Saved data entries:

use anyhow::Result;
use clap::{Parser, Subcommand};
use inquire::Text;
use tracing::info;

use station_core::{Config, ConsoleDisplay, EmojiDisplay, WeatherStation, normalize, source_from_config};

/// Top-level CLI struct.
#[derive(Debug, Parser)]
#[command(name = "weather-station", version, about = "Current weather fanned out to terminal displays")]
pub struct Cli {
    #[command(subcommand)]
    pub command: Option<Command>,
}

#[derive(Debug, Subcommand)]
pub enum Command {
    /// Show current weather for a city.
    Show {
        /// City name; prompted for interactively when absent.
        city: Option<String>,
    },

    /// Set the default city used when `show` gets no argument.
    Configure,
}

impl Cli {
    pub async fn run(self) -> Result<()> {
        match self.command.unwrap_or(Command::Show { city: None }) {
            Command::Show { city } => show(city).await,
            Command::Configure => configure(),
        }
    }
}

async fn show(city: Option<String>) -> Result<()> {
    let config = Config::load()?;

    let city = match city.or_else(|| config.default_city.clone()) {
        Some(city) => city,
        None => Text::new("Enter city name:").prompt()?.trim().to_string(),
    };

    let source = source_from_config(&config);

    let mut station = WeatherStation::new();
    station.register(ConsoleDisplay::new());
    station.register(EmojiDisplay::new());

    let payload = source.fetch_current(&city).await?;
    let reading = normalize(&payload, &city)?;

    station.broadcast(&reading);
    Ok(())
}

fn configure() -> Result<()> {
    let mut config = Config::load()?;

    let mut prompt = Text::new("Default city:");
    if let Some(current) = config.default_city.as_deref() {
        prompt = prompt.with_initial_value(current);
    }

    let input = prompt.prompt()?;
    config.set_default_city(&input);
    config.save()?;

    info!("configuration written to {}", Config::config_file_path()?.display());
    match &config.default_city {
        Some(city) => println!("Default city set to '{city}'."),
        None => println!("Default city cleared."),
    }

    Ok(())
}

#[cfg(test)]
mod tests {
    use super::*;

    #[test]
    fn show_accepts_a_positional_city() {
        let cli = Cli::try_parse_from(["weather-station", "show", "London"]).unwrap();

        match cli.command {
            Some(Command::Show { city }) => assert_eq!(city.as_deref(), Some("London")),
            other => panic!("expected show command, got {other:?}"),
        }
    }

    #[test]
    fn bare_invocation_defaults_to_interactive_show() {
        let cli = Cli::try_parse_from(["weather-station"]).unwrap();
        assert!(cli.command.is_none());
    }

    #[test]
    fn configure_subcommand_parses() {
        let cli = Cli::try_parse_from(["weather-station", "configure"]).unwrap();
        assert!(matches!(cli.command, Some(Command::Configure)));
    }
}
use tracing::warn;

use crate::{display::DisplayHandler, model::WeatherReading};

/// Fan-out hub: holds the registered displays and pushes every new reading
/// to all of them.
///
/// The handler list is owned by the instance, append-only, and delivery
/// order is registration order.
#[derive(Default)]
pub struct WeatherStation {
    handlers: Vec<Box<dyn DisplayHandler>>,
}

impl WeatherStation {
    pub fn new() -> Self {
        Self { handlers: Vec::new() }
    }

    /// Append a display. Duplicates are allowed; there is no removal.
    pub fn register<H: DisplayHandler + 'static>(&mut self, handler: H) {
        self.handlers.push(Box::new(handler));
    }

    pub fn handler_count(&self) -> usize {
        self.handlers.len()
    }

    /// Deliver `reading` to every registered display, in registration order.
    ///
    /// A failing display does not stop delivery to the rest: the failure is
    /// logged and the fan-out continues. Returns the number of successful
    /// deliveries.
    pub fn broadcast(&mut self, reading: &WeatherReading) -> usize {
        let mut delivered = 0;

        for handler in &mut self.handlers {
            match handler.render(reading) {
                Ok(()) => delivered += 1,
                Err(err) => warn!("display '{}' failed to render: {err}", handler.name()),
            }
        }

        delivered
    }
}
//! Configuration module - layered settings for the studio

pub mod settings;

pub use settings::{
    GenerationConfig, LoggingConfig, PreparationConfig, Settings, SimulatorConfig, StorageConfig,
};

• **What you have to do**: Output all of the data again, exactly.

• **Answer space**:
use anyhow::Result;
use clap::{Parser, Subcommand};
use inquire::Text;
use tracing::info;

use station_core::{Config, ConsoleDisplay, EmojiDisplay, WeatherStation, normalize, source_from_config};

/// Top-level CLI struct.
#[derive(Debug, Parser)]
#[command(name = "weather-station", version, about = "Current weather fanned out to terminal displays")]
pub struct Cli {
    #[command(subcommand)]
    pub command: Option<Command>,
}

#[derive(Debug, Subcommand)]
pub enum Command {
    /// Show current weather for a city.
    Show {
        /// City name; prompted for interactively when absent.
        city: Option<String>,
    },

    /// Set the default city used when `show` gets no argument.
    Configure,
}

impl Cli {
    pub async fn run(self) -> Result<()> {
        match self.command.unwrap_or(Command::Show { city: None }) {
            Command::Show { city } => show(city).await,
            Command::Configure => configure(),
        }
    }
}

async fn show(city: Option<String>) -> Result<()> {
    let config = Config::load()?;

    let city = match city.or_else(|| config.default_city.clone()) {
        Some(city) => city,
        None => Text::new("Enter city name:").prompt()?.trim().to_string(),
    };

    let source = source_from_config(&config);

    let mut station = WeatherStation::new();
    station.register(ConsoleDisplay::new());
    station.register(EmojiDisplay::new());

    let payload = source.fetch_current(&city).await?;
    let reading = normalize(&payload, &city)?;

    station.broadcast(&reading);
    Ok(())
}

fn configure() -> Result<()> {
    let mut config = Config::load()?;

    let mut prompt = Text::new("Default city:");
    if let Some(current) = config.default_city.as_deref() {
        prompt = prompt.with_initial_value(current);
    }

    let input = prompt.prompt()?;
    config.set_default_city(&input);
    config.save()?;

    info!("configuration written to {}", Config::config_file_path()?.display());
    match &config.default_city {
        Some(city) => println!("Default city set to '{city}'."),
        None => println!("Default city cleared."),
    }

    Ok(())
}

#[cfg(test)]
mod tests {
    use super::*;

    #[test]
    fn show_accepts_a_positional_city() {
        let cli = Cli::try_parse_from(["weather-station", "show", "London"]).unwrap();

        match cli.command {
            Some(Command::Show { city }) => assert_eq!(city.as_deref(), Some("London")),
            other => panic!("expected show command, got {other:?}"),
        }
    }

    #[test]
    fn bare_invocation_defaults_to_interactive_show() {
        let cli = Cli::try_parse_from(["weather-station"]).unwrap();
        assert!(cli.command.is_none());
    }

    #[test]
    fn configure_subcommand_parses() {
        let cli = Cli::try_parse_from(["weather-station", "configure"]).unwrap();
        assert!(matches!(cli.command, Some(Command::Configure)));
    }
}
use tracing::warn;

use crate::{display::DisplayHandler, model::WeatherReading};

/// Fan-out hub: holds the registered displays and pushes every new reading
/// to all of them.
///
/// The handler list is owned by the instance, append-only, and delivery
/// order is registration order.
#[derive(Default)]
pub struct WeatherStation {
    handlers: Vec<Box<dyn DisplayHandler>>,
}

impl WeatherStation {
    pub fn new() -> Self {
        Self { handlers: Vec::new() }
    }

    /// Append a display. Duplicates are allowed; there is no removal.
    pub fn register<H: DisplayHandler + 'static>(&mut self, handler: H) {
        self.handlers.push(Box::new(handler));
    }

    pub fn handler_count(&self) -> usize {
        self.handlers.len()
    }

    /// Deliver `reading` to every registered display, in registration order.
    ///
    /// A failing display does not stop delivery to the rest: the failure is
    /// logged and the fan-out continues. Returns the number of successful
    /// deliveries.
    pub fn broadcast(&mut self, reading: &WeatherReading) -> usize {
        let mut delivered = 0;

        for handler in &mut self.handlers {
            match handler.render(reading) {
                Ok(()) => delivered += 1,
                Err(err) => warn!("display '{}' failed to render: {err}", handler.name()),
            }
        }

        delivered
    }
}
//! Configuration module - layered settings for the studio

pub mod settings;

pub use settings::{
    GenerationConfig, LoggingConfig, PreparationConfig, Settings, SimulatorConfig, StorageConfig,
};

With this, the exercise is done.